# REQUIREMENT
Return only what lies between the first line of the entries and the line containing "pub enum PaymentError", both lines included.

***** EXERCISE INPUTS

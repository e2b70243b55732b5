//! Payments provider integration.
//!
//! The provider is consumed through [`PaymentProvider`]; [`stripe::StripeClient`]
//! is the production implementation. Amounts always travel in integer minor
//! units of the configured store currency.

pub mod stripe;

use std::collections::HashMap;

use async_trait::async_trait;
use serde::{Deserialize, Serialize};
use storehouse_core::{CurrencyCode, PriceError};
use thiserror::Error;

pub use stripe::StripeClient;

/// Errors that can occur when talking to the payments provider.
#[derive(Debug, Error)]
pub enum PaymentError {
    /// HTTP request failed.
    #[error("HTTP error: {0}")]
    Http(#[from] reqwest::Error),

    /// The provider rejected the request.
    #[error("provider error ({status}): {message}")]
    Provider {
        status: u16,
        message: String,
        code: Option<String>,
    },

    /// The provider answered with something we could not read.
    #[error("parse error: {0}")]
    Parse(String),

    /// The amount cannot be expressed in minor units.
    #[error("invalid amount: {0}")]
    Amount(#[from] PriceError),
}

impl PaymentError {
    /// Message safe to show to the customer.
    #[must_use]
    pub fn customer_message(&self) -> &str {
        match self {
            Self::Provider { message, .. } => message,
            Self::Amount(_) => "The order total cannot be charged",
            Self::Http(_) | Self::Parse(_) => "The payment service is unavailable",
        }
    }
}

/// A customer record at the provider.
#[derive(Debug, Clone, PartialEq, Eq, Serialize, Deserialize)]
pub struct Customer {
    pub id: String,
    #[serde(default)]
    pub email: Option<String>,
}

/// Parameters for creating a payment intent.
#[derive(Debug, Clone, Default, PartialEq, Eq)]
pub struct NewPaymentIntent {
    /// Amount in minor units.
    pub amount: i64,
    pub currency: CurrencyCode,
    /// Recorded as `order_id` metadata.
    pub order_id: String,
    pub customer: Option<String>,
    /// Confirm immediately with this payment method.
    pub payment_method: Option<String>,
    /// Charge a saved card without the customer present.
    pub off_session: bool,
    /// Attach the confirmed card to `customer` for later off-session charges.
    pub setup_future_usage: bool,
    pub idempotency_key: Option<String>,
}

/// A payment intent as returned by the provider.
#[derive(Debug, Clone, PartialEq, Eq, Serialize, Deserialize)]
pub struct PaymentIntent {
    pub id: String,
    #[serde(default)]
    pub client_secret: Option<String>,
    pub status: String,
    pub amount: i64,
    #[serde(default)]
    pub currency: String,
    #[serde(default)]
    pub customer: Option<String>,
    #[serde(default)]
    pub payment_method: Option<String>,
    /// `off_session` when the card is kept for reuse.
    #[serde(default)]
    pub setup_future_usage: Option<String>,
    #[serde(default)]
    pub metadata: HashMap<String, String>,
}

impl PaymentIntent {
    /// Whether the funds were captured.
    #[must_use]
    pub fn is_succeeded(&self) -> bool {
        self.status == "succeeded"
    }
}

/// A setup intent, used to save a card for later.
#[derive(Debug, Clone, PartialEq, Eq, Serialize, Deserialize)]
pub struct SetupIntent {
    pub id: String,
    #[serde(default)]
    pub client_secret: Option<String>,
    pub status: String,
    #[serde(default)]
    pub customer: Option<String>,
    #[serde(default)]
    pub payment_method: Option<String>,
}

impl SetupIntent {
    #[must_use]
    pub fn is_succeeded(&self) -> bool {
        self.status == "succeeded"
    }
}

/// Card details of a payment method.
#[derive(Debug, Clone, PartialEq, Eq, Serialize, Deserialize)]
pub struct CardDetails {
    pub brand: String,
    pub last4: String,
    pub exp_month: i32,
    pub exp_year: i32,
}

/// Billing details of a payment method.
#[derive(Debug, Clone, Default, PartialEq, Eq, Serialize, Deserialize)]
pub struct BillingDetails {
    #[serde(default)]
    pub name: Option<String>,
    #[serde(default)]
    pub email: Option<String>,
}

/// A payment method (card) stored at the provider.
#[derive(Debug, Clone, PartialEq, Eq, Serialize, Deserialize)]
pub struct PaymentMethodDetails {
    pub id: String,
    #[serde(default)]
    pub customer: Option<String>,
    #[serde(default)]
    pub card: Option<CardDetails>,
    #[serde(default)]
    pub billing_details: BillingDetails,
}

/// Operations the storefront needs from the payments provider.
#[async_trait]
pub trait PaymentProvider: Send + Sync {
    async fn create_customer(&self, email: &str) -> Result<Customer, PaymentError>;

    /// Create a payment intent; confirms it too when a payment method is given.
    async fn create_payment_intent(
        &self,
        params: &NewPaymentIntent,
    ) -> Result<PaymentIntent, PaymentError>;

    async fn confirm_payment_intent(
        &self,
        intent_id: &str,
        payment_method: &str,
    ) -> Result<PaymentIntent, PaymentError>;

    async fn retrieve_payment_intent(&self, intent_id: &str)
    -> Result<PaymentIntent, PaymentError>;

    async fn create_setup_intent(&self, customer: Option<&str>)
    -> Result<SetupIntent, PaymentError>;

    async fn confirm_setup_intent(
        &self,
        intent_id: &str,
        payment_method: &str,
    ) -> Result<SetupIntent, PaymentError>;

    async fn retrieve_payment_method(
        &self,
        payment_method: &str,
    ) -> Result<PaymentMethodDetails, PaymentError>;

    async fn attach_payment_method(
        &self,
        payment_method: &str,
        customer: &str,
    ) -> Result<PaymentMethodDetails, PaymentError>;
}
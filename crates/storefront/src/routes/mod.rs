//! HTTP route handlers for storefront.
//!
//! # Route Structure
//!
//! ```text
//! GET  /health                         - Liveness check
//! GET  /health/ready                   - Readiness check (database)
//!
//! # Auth
//! POST /auth/register                  - Create an account and sign in
//! POST /auth/login                     - Sign in, merging the session cart
//! POST /auth/logout                    - Sign out
//!
//! # Cart and favorites (anonymous or signed in)
//! GET  /cart                           - Cart lines and subtotal
//! POST /cart/add                       - Add a product
//! POST /cart/update                    - Set a line quantity
//! POST /cart/remove                    - Remove a line
//! GET  /favorites                      - Favorite products
//! POST /favorites/add                  - Favorite a product
//! POST /favorites/remove               - Unfavorite a product
//!
//! # Account (requires auth)
//! GET    /account/addresses            - Address book
//! POST   /account/addresses            - Create an address
//! POST   /account/addresses/{id}       - Update an address
//! DELETE /account/addresses/{id}       - Delete an address
//! POST   /account/addresses/{id}/default - Make an address the default
//! GET    /account/orders               - Order history
//! GET    /account/cards                - Saved cards
//! DELETE /account/cards/{id}           - Forget a saved card
//!
//! # Checkout (requires auth)
//! GET  /checkout                       - Current draft and summary
//! POST /checkout                       - Start or resume the draft
//! POST /checkout/delivery-address      - Select the delivery address
//! POST /checkout/billing-address       - Select the billing address
//! POST /checkout/payment               - Select the payment method
//! POST /checkout/card-intent           - Create the intent for a new card
//! POST /checkout/submit                - Submit the order
//! GET  /checkout/confirmation          - Last accepted order
//!
//! # Payment proxy (POST only)
//! POST /api/create-customer
//! POST /api/create-payment-intent
//! POST /api/create-payment-intent-saved
//! POST /api/create-setup-intent
//! POST /api/retrieve-payment-method
//! POST /api/send-confirmation-email
//! ```

pub mod account;
pub mod auth;
pub mod cart;
pub mod checkout;
pub mod health;
pub mod payments;

use axum::{
    Router,
    routing::{get, post},
};

use crate::middleware::{auth_rate_limiter, payments_rate_limiter};
use crate::state::AppState;

/// Create the auth routes router.
pub fn auth_routes() -> Router<AppState> {
    Router::new()
        .route("/register", post(auth::register))
        .route("/login", post(auth::login))
        .route("/logout", post(auth::logout))
        .layer(auth_rate_limiter())
}

/// Create the cart routes router.
pub fn cart_routes() -> Router<AppState> {
    Router::new()
        .route("/", get(cart::show))
        .route("/add", post(cart::add))
        .route("/update", post(cart::update))
        .route("/remove", post(cart::remove))
}

/// Create the favorites routes router.
pub fn favorite_routes() -> Router<AppState> {
    Router::new()
        .route("/", get(cart::favorites))
        .route("/add", post(cart::add_favorite))
        .route("/remove", post(cart::remove_favorite))
}

/// Create the account routes router.
pub fn account_routes() -> Router<AppState> {
    use axum::routing::delete;

    Router::new()
        .route(
            "/addresses",
            get(account::addresses).post(account::create_address),
        )
        .route(
            "/addresses/{id}",
            post(account::update_address).delete(account::delete_address),
        )
        .route("/addresses/{id}/default", post(account::set_default_address))
        .route("/orders", get(account::orders))
        .route("/cards", get(account::cards))
        .route("/cards/{id}", delete(account::delete_card))
}

/// Create the checkout routes router.
pub fn checkout_routes() -> Router<AppState> {
    Router::new()
        .route("/", get(checkout::show).post(checkout::begin))
        .route("/delivery-address", post(checkout::delivery_address))
        .route("/billing-address", post(checkout::billing_address))
        .route("/payment", post(checkout::payment))
        .route("/card-intent", post(checkout::card_intent))
        .route(
            "/submit",
            post(checkout::submit).layer(payments_rate_limiter()),
        )
        .route("/confirmation", get(checkout::confirmation))
}

/// Create the payment proxy router.
///
/// Every endpoint accepts POST only; other methods get a JSON 405.
pub fn payment_api_routes() -> Router<AppState> {
    Router::new()
        .route(
            "/create-customer",
            post(payments::create_customer).fallback(payments::method_not_allowed),
        )
        .route(
            "/create-payment-intent",
            post(payments::create_payment_intent).fallback(payments::method_not_allowed),
        )
        .route(
            "/create-payment-intent-saved",
            post(payments::create_payment_intent_saved).fallback(payments::method_not_allowed),
        )
        .route(
            "/create-setup-intent",
            post(payments::create_setup_intent).fallback(payments::method_not_allowed),
        )
        .route(
            "/retrieve-payment-method",
            post(payments::retrieve_payment_method).fallback(payments::method_not_allowed),
        )
        .route(
            "/send-confirmation-email",
            post(payments::send_confirmation_email).fallback(payments::method_not_allowed),
        )
        .layer(payments_rate_limiter())
}

/// Create all routes for the storefront.
pub fn routes() -> Router<AppState> {
    Router::new()
        // Health checks
        .route("/health", get(health::health))
        .route("/health/ready", get(health::readiness))
        // Auth routes
        .nest("/auth", auth_routes())
        // Cart and favorites
        .nest("/cart", cart_routes())
        .nest("/favorites", favorite_routes())
        // Account routes
        .nest("/account", account_routes())
        // Checkout
        .nest("/checkout", checkout_routes())
        // Payment proxy
        .nest("/api", payment_api_routes())
}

**********

# PROBLEM SOLUTION
repository e2b70243b55732b5
//! Payments provider integration.
//!
//! The provider is consumed through [`PaymentProvider`]; [`stripe::StripeClient`]
//! is the production implementation. Amounts always travel in integer minor
//! units of the configured store currency.

pub mod stripe;

use std::collections::HashMap;

use async_trait::async_trait;
use serde::{Deserialize, Serialize};
use storehouse_core::{CurrencyCode, PriceError};
use thiserror::Error;

pub use stripe::StripeClient;

/// Errors that can occur when talking to the payments provider.
#[derive(Debug, Error)]
pub enum PaymentError {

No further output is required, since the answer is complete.